For $\displaystyle \vec{u} =$[-4, 1, 10]^T and $\displaystyle \vec{v} =$ [−12, −6, 8]^T find the vectors $\displaystyle \vec{u1}$ and $\displaystyle \vec{u2}$ such that:

(i) $\displaystyle \vec{u1}$ is parallel to $\displaystyle \vec{v}$
(ii) $\displaystyle \vec{u2}$ is orthogonal to $\displaystyle \vec{v}$
(iii) $\displaystyle \vec{u} = \vec{u1} + \vec{u2}$

I figured I should firstly try and find u2 by (ii), and then after I found that I would be able to use (iii) to get u1. This approach didn't work out too well for me, heh. Basically I tried to set it up with dot product, and solve for u2:

$\displaystyle \vec{v} * \vec{u2} = 0$

Didn't work out, just ended up with something like: -12a - 6b + 8c = 0
Where a, b, c are the numbers in u2.

From there I couldn't see what more I could do to find a, b, c. Basically, I don't really know how to approach this problem :(.
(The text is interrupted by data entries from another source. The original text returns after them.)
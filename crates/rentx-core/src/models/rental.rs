//! Rental request model

use chrono::NaiveDate;
use serde::{Deserialize, Serialize};

use crate::error::{Error, Result};

use super::Car;

/// Body of `POST /rentals`
#[derive(Debug, Clone, PartialEq, Serialize, Deserialize)]
pub struct RentalRequest {
    pub user_id: String,
    pub car_id: String,
    pub start_date: NaiveDate,
    pub end_date: NaiveDate,
    pub total: f64,
}

impl RentalRequest {
    /// Build a rental for the selected days
    ///
    /// Dates are sorted and deduplicated; the total is one daily rate per
    /// selected day. A car without a known price cannot be rented.
    pub fn for_dates(user_id: &str, car: &Car, dates: &[NaiveDate]) -> Result<Self> {
        let mut days = dates.to_vec();
        days.sort_unstable();
        days.dedup();

        let (Some(start_date), Some(end_date)) = (days.first(), days.last()) else {
            return Err(Error::InvalidInput(
                "select at least one rental day".to_string(),
            ));
        };
        let total = car.rental_total(days.len()).ok_or_else(|| {
            Error::InvalidInput(format!("price for car {} is not known yet", car.id))
        })?;

        Ok(Self {
            user_id: user_id.to_string(),
            car_id: car.id.clone(),
            start_date: *start_date,
            end_date: *end_date,
            total,
        })
    }

    /// Period formatted the way the scheduling screen shows it
    #[must_use]
    pub fn period_label(&self) -> String {
        format!(
            "{} - {}",
            self.start_date.format("%d/%m/%Y"),
            self.end_date.format("%d/%m/%Y")
        )
    }
}
use std::path::PathBuf;

use chrono::NaiveDate;
use mockito::{Matcher, Server};
use pretty_assertions::assert_eq;
use rentx_core::models::TableChanges;
use rentx_core::{
    Car, ChangeSet, Checkpoint, ClientConfig, DetailSource, LocalStore, ProfileEdit, RoundReport,
    SkipReason, User,
};
use serde_json::json;
use tempfile::TempDir;

use crate::commands::common::{
    format_car_detail, format_car_lines, format_user_lines, resolve_db_path, GlobalOptions,
    Session,
};
use crate::commands::config::{format_config_lines, run_config_set, ConfigUpdates};
use crate::commands::profile::run_profile_edit;
use crate::commands::rent::run_rent;
use crate::commands::status::{collect_status, format_status_lines};
use crate::commands::sync::{format_round_report, run_sync};
use crate::error::CliError;

fn car(id: &str, price: Option<f64>) -> Car {
    Car {
        id: id.to_string(),
        name: "RS 5 Coupé".to_string(),
        brand: "Audi".to_string(),
        about: "Fast and comfortable".to_string(),
        period: "Ao dia".to_string(),
        price,
        fuel_type: "gasoline_motor".to_string(),
        thumbnail: format!("https://cdn.rentx.dev/{id}.png"),
        accessories: None,
        photos: None,
    }
}

fn user(id: &str) -> User {
    User {
        id: id.to_string(),
        user_id: format!("account-{id}"),
        name: "Hariel".to_string(),
        email: "hariel@rentx.dev".to_string(),
        driver_license: "123456".to_string(),
        avatar: None,
    }
}

fn session(dir: &TempDir, api_base_url: Option<String>) -> Session {
    Session {
        config: ClientConfig {
            api_base_url,
            request_timeout_secs: 2,
            ..ClientConfig::default()
        },
        config_path: dir.path().join("rentx-config.json"),
        store: LocalStore::open_path(dir.path().join("rentx.db")).unwrap(),
    }
}

async fn seed_cars(session: &Session, cars: Vec<Car>) {
    let changes = ChangeSet {
        cars: TableChanges {
            created: cars,
            ..TableChanges::default()
        },
        ..ChangeSet::default()
    };
    session
        .store
        .apply_changes(&changes, Checkpoint::new(1))
        .await
        .unwrap();
}

fn date(day: u32) -> NaiveDate {
    NaiveDate::from_ymd_opt(2026, 10, day).unwrap()
}

#[test]
fn car_lines_show_placeholder_for_unknown_price() {
    let lines = format_car_lines(&[car("c1", Some(120.0)), car("c2", None)]);
    assert_eq!(lines.len(), 2);
    assert!(lines[0].contains("R$ 120"));
    assert!(lines[1].contains("Audi RS 5 Coupé  -- Ao dia"));
}

#[test]
fn car_lines_explain_empty_replica() {
    let lines = format_car_lines(&[]);
    assert_eq!(lines.len(), 1);
    assert!(lines[0].contains("rentx sync"));
}

#[test]
fn car_detail_falls_back_to_thumbnail() {
    let lines = format_car_detail(&car("c1", Some(120.0)), DetailSource::Live);
    assert!(lines.contains(&"Price: R$ 120 Ao dia".to_string()));
    assert!(lines.contains(&"Accessories: not loaded yet".to_string()));
    assert!(lines.contains(&"  https://cdn.rentx.dev/c1.png".to_string()));
}

#[test]
fn cached_car_detail_hides_price() {
    let lines = format_car_detail(&car("c1", Some(120.0)), DetailSource::Cached);
    assert!(lines.contains(&"Price: -- Ao dia".to_string()));
    assert!(!lines.iter().any(|line| line.contains("R$")));
}

#[test]
fn user_lines_list_cached_profiles() {
    let lines = format_user_lines(&[user("u1")]);
    assert_eq!(lines, vec!["u1  Hariel <hariel@rentx.dev>  CNH 123456".to_string()]);
}

#[test]
fn db_path_prefers_command_line_over_config() {
    let config = ClientConfig {
        db_path: Some(PathBuf::from("/data/config.db")),
        ..ClientConfig::default()
    };

    assert_eq!(
        resolve_db_path(Some(PathBuf::from("/tmp/cli.db")), &config),
        PathBuf::from("/tmp/cli.db")
    );
    assert_eq!(resolve_db_path(None, &config), PathBuf::from("/data/config.db"));
    assert!(resolve_db_path(None, &ClientConfig::default()).ends_with("rentx/rentx.db"));
}

#[test]
fn config_set_persists_and_validates() {
    let dir = TempDir::new().unwrap();
    let path = dir.path().join("rentx-config.json");

    let saved = run_config_set(
        &path,
        ConfigUpdates {
            api_url: Some("https://api.rentx.dev/".to_string()),
            sync_on_start: Some(false),
            access_token: Some("token".to_string()),
            ..ConfigUpdates::default()
        },
    )
    .unwrap();
    assert_eq!(saved.api_base_url.as_deref(), Some("https://api.rentx.dev"));
    assert!(!saved.sync_on_start);

    let lines = format_config_lines(&saved, &path);
    assert!(lines.contains(&"access_token: [REDACTED]".to_string()));

    let rejected = run_config_set(
        &path,
        ConfigUpdates {
            api_url: Some("api.rentx.dev".to_string()),
            ..ConfigUpdates::default()
        },
    );
    assert!(matches!(rejected, Err(CliError::Config(_))));
    let reloaded = ClientConfig::load_from_path(&path).unwrap();
    assert_eq!(reloaded.api_base_url.as_deref(), Some("https://api.rentx.dev"));
}

#[tokio::test(flavor = "multi_thread")]
async fn session_open_creates_replica_on_disk() {
    let dir = TempDir::new().unwrap();
    let db_path = dir.path().join("nested").join("rentx.db");

    let session = Session::open(&GlobalOptions {
        db_path: Some(db_path.clone()),
        config_path: Some(dir.path().join("missing-config.json")),
    })
    .unwrap();

    assert_eq!(session.store.path(), Some(db_path.as_path()));
    assert!(db_path.exists());
    assert_eq!(session.store.checkpoint().await.unwrap(), Checkpoint::ORIGIN);
}

#[tokio::test(flavor = "multi_thread")]
async fn profile_edit_works_offline_and_queues_push() {
    let dir = TempDir::new().unwrap();
    let session = session(&dir, None);
    session.store.save_user(&user("u1")).await.unwrap();

    let edit = ProfileEdit {
        name: Some(" Hariel Giacomuzzi ".to_string()),
        ..ProfileEdit::default()
    };
    let edited = run_profile_edit(&session, "u1", &edit).await.unwrap();

    assert_eq!(edited.name, "Hariel Giacomuzzi");
    let pending = session.store.pending_mutations().await.unwrap();
    assert_eq!(pending.len(), 1);
    assert_eq!(pending[0].payload.name, "Hariel Giacomuzzi");
}

#[tokio::test(flavor = "multi_thread")]
async fn blank_profile_edit_is_rejected() {
    let dir = TempDir::new().unwrap();
    let session = session(&dir, None);
    session.store.save_user(&user("u1")).await.unwrap();

    let edit = ProfileEdit {
        name: Some("   ".to_string()),
        ..ProfileEdit::default()
    };
    let result = run_profile_edit(&session, "u1", &edit).await;

    assert!(matches!(result, Err(CliError::EmptyProfileEdit)));
    assert!(session.store.pending_mutations().await.unwrap().is_empty());
}

#[tokio::test(flavor = "multi_thread")]
async fn sync_pulls_into_replica_and_pushes_edits() {
    let mut server = Server::new_async().await;
    let pull = server
        .mock("GET", "/cars/sync/pull")
        .match_query(Matcher::UrlEncoded("lastPulledVersion".into(), "0".into()))
        .with_status(200)
        .with_header("content-type", "application/json")
        .with_body(
            json!({
                "changes": {
                    "cars": {"created": [{"id": "car-a", "name": "RS 5", "brand": "Audi", "price": 120}]},
                    "users": {}
                },
                "latestVersion": 5
            })
            .to_string(),
        )
        .create_async()
        .await;
    let push = server
        .mock("POST", "/users/sync")
        .match_body(Matcher::AllOf(vec![
            Matcher::Regex(r#""id":"u1""#.to_string()),
            Matcher::Regex(r#""name":"Edited""#.to_string()),
        ]))
        .with_status(200)
        .create_async()
        .await;

    let dir = TempDir::new().unwrap();
    let session = session(&dir, Some(server.url()));
    session.store.save_user(&user("u1")).await.unwrap();
    session
        .store
        .update_profile(
            "u1",
            &ProfileEdit {
                name: Some("Edited".to_string()),
                ..ProfileEdit::default()
            },
        )
        .await
        .unwrap();

    let report = run_sync(&session).await.unwrap();

    pull.assert_async().await;
    push.assert_async().await;
    let summary = report.summary().unwrap();
    assert_eq!(summary.to, Checkpoint::new(5));
    assert_eq!(summary.pushed, 1);
    assert_eq!(session.store.checkpoint().await.unwrap(), Checkpoint::new(5));
    let cached = session.store.collection::<Car>().find("car-a").await.unwrap().unwrap();
    assert_eq!(cached.price_label(), "R$ 120");
    assert!(session.store.pending_mutations().await.unwrap().is_empty());
}

#[tokio::test(flavor = "multi_thread")]
async fn sync_while_unreachable_is_skipped() {
    let dir = TempDir::new().unwrap();
    let session = session(&dir, Some("http://127.0.0.1:9".to_string()));

    let report = run_sync(&session).await.unwrap();

    assert!(matches!(report, RoundReport::Skipped(SkipReason::Offline)));
    assert_eq!(session.store.checkpoint().await.unwrap(), Checkpoint::ORIGIN);
    assert_eq!(
        format_round_report(&report),
        vec!["Offline: sync skipped, local data unchanged".to_string()]
    );
}

#[tokio::test(flavor = "multi_thread")]
async fn sync_without_api_url_is_a_config_error() {
    let dir = TempDir::new().unwrap();
    let session = session(&dir, None);

    assert!(matches!(run_sync(&session).await, Err(CliError::Config(_))));
}

#[tokio::test(flavor = "multi_thread")]
async fn rent_refreshes_price_before_posting_rental() {
    let mut server = Server::new_async().await;
    let detail = server
        .mock("GET", "/cars/c1")
        .with_status(200)
        .with_header("content-type", "application/json")
        .with_body(
            json!({"id": "c1", "name": "RS 5 Coupé", "brand": "Audi", "price": 120})
                .to_string(),
        )
        .create_async()
        .await;
    let rental = server
        .mock("POST", "/rentals")
        .match_body(Matcher::PartialJson(json!({
            "user_id": "u1",
            "car_id": "c1",
            "start_date": "2026-10-10",
            "end_date": "2026-10-12",
            "total": 360.0
        })))
        .with_status(201)
        .create_async()
        .await;

    let dir = TempDir::new().unwrap();
    let session = session(&dir, Some(server.url()));
    // Listed without a price; only the detail endpoint knows it
    seed_cars(&session, vec![car("c1", None)]).await;

    let request = run_rent(&session, "c1", "u1", &[date(12), date(10), date(11), date(10)])
        .await
        .unwrap();

    detail.assert_async().await;
    rental.assert_async().await;
    assert_eq!(request.period_label(), "10/10/2026 - 12/10/2026");
    let cached = session.store.collection::<Car>().find("c1").await.unwrap().unwrap();
    assert_eq!(cached.price, Some(120.0));
}

#[tokio::test(flavor = "multi_thread")]
async fn rent_requires_connection() {
    let dir = TempDir::new().unwrap();
    let session = session(&dir, Some("http://127.0.0.1:9".to_string()));
    seed_cars(&session, vec![car("c1", Some(120.0))]).await;

    let result = run_rent(&session, "c1", "u1", &[date(10)]).await;

    assert!(matches!(result, Err(CliError::Offline(_))));
}

#[tokio::test(flavor = "multi_thread")]
async fn rent_unknown_car_is_not_found() {
    let mut server = Server::new_async().await;
    let _detail = server
        .mock("GET", "/cars/missing")
        .with_status(404)
        .with_header("content-type", "application/json")
        .with_body(r#"{"message":"Car not found"}"#)
        .create_async()
        .await;

    let dir = TempDir::new().unwrap();
    let session = session(&dir, Some(server.url()));

    let result = run_rent(&session, "missing", "u1", &[date(10)]).await;

    assert!(matches!(result, Err(CliError::CarNotFound(id)) if id == "missing"));
}

#[tokio::test(flavor = "multi_thread")]
async fn status_reports_replica_contents_offline() {
    let dir = TempDir::new().unwrap();
    let session = session(&dir, None);
    seed_cars(&session, vec![car("c1", None), car("c2", Some(90.0))]).await;
    session.store.save_user(&user("u1")).await.unwrap();

    let status = collect_status(&session).await.unwrap();

    assert_eq!(status.network, "unknown");
    assert_eq!(status.checkpoint, 1);
    assert_eq!(status.cars, 2);
    assert_eq!(status.users, 1);
    assert_eq!(status.pending_edits, 0);
    let lines = format_status_lines(&status);
    assert!(lines.contains(&"Server: (not configured)".to_string()));
}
Anyone mind helping out a math newbie? Thanks in advance!
• Mar 5th 2011, 07:13 PM
TheEmptySet
Quote:

Originally Posted by cb220
Hi, I'm struggling with this problem:

For $\displaystyle \vec{u} =$[-4, 1, 10]^T and $\displaystyle \vec{v} =$ [−12, −6, 8]^T find the vectors $\displaystyle \vec{u1}$ and $\displaystyle \vec{u2}$ such that:

(i) $\displaystyle \vec{u1}$ is parallel to $\displaystyle \vec{v}$
(ii) $\displaystyle \vec{u2}$ is orthogonal to $\displaystyle \vec{v}$
(iii) $\displaystyle \vec{u} = \vec{u1} + \vec{u2}$

I figured I should firstly try and find u2 by (ii), and then after I found that I would be able to use (iii) to get u1. This approach didn't work out too well for me, heh. Basically I tried to set it up with dot product, and solve for u2:

$\displaystyle \vec{v} * \vec{u2} = 0$

Didn't work out, just ended up with something like: -12a - 6b + 8c = 0
Where a, b, c are the numbers in u2.

From there I couldn't see what more I could do to find a, b, c. Basically, I don't really know how to approach this problem :(.

Anyone mind helping out a math newbie? Thanks in advance!

Let

$\displaystyle \vec{u}_1=\text{Proj}_{\vec{v}}\vec{u}=\frac{\vec{ u}\cdot \vec{v}}{||v||^2}\vec{v}$

Then

$\displaystyle \vec{u}_2=\vec{u}-\vec{u}_1$
• Mar 6th 2011, 04:37 AM
HallsofIvy
Quote:

Originally Posted by cb220
Hi, I'm struggling with this problem:

For $\displaystyle \vec{u} =$[-4, 1, 10]^T and $\displaystyle \vec{v} =$ [−12, −6, 8]^T find the vectors $\displaystyle \vec{u1}$ and $\displaystyle \vec{u2}$ such that:

(i) $\displaystyle \vec{u1}$ is parallel to $\displaystyle \vec{v}$
(ii) $\displaystyle \vec{u2}$ is orthogonal to $\displaystyle \vec{v}$
(iii) $\displaystyle \vec{u} = \vec{u1} + \vec{u2}$

I figured I should firstly try and find u2 by (ii), and then after I found that I would be able to use (iii) to get u1. This approach didn't work out too well for me, heh. Basically I tried to set it up with dot product, and solve for u2:

$\displaystyle \vec{v} * \vec{u2} = 0$

Didn't work out, just ended up with something like: -12a - 6b + 8c = 0
Where a, b, c are the numbers in u2.

From there I couldn't see what more I could do to find a, b, c. Basically, I don't really know how to approach this problem :(.

Anyone mind helping out a math newbie? Thanks in advance!

That's not a bad start! Yes, to satisfy (ii) you want -12a- 6b+ 8c= 0.
And to satisfy (iii) you want u1= <-4- a, 1- b, 10- c>.
And, then, to satisfy (i) you want u1 to be a multiple of v: u1= <-4-a, 1- b, 10- c>= d<12, 6, 8>. That is you have four equations, -12a- 6b+ 8c= 0, -4-a= 12d, 1- b= 6d, and 10- c= 8d, for the four numbers, a, b, c, and d.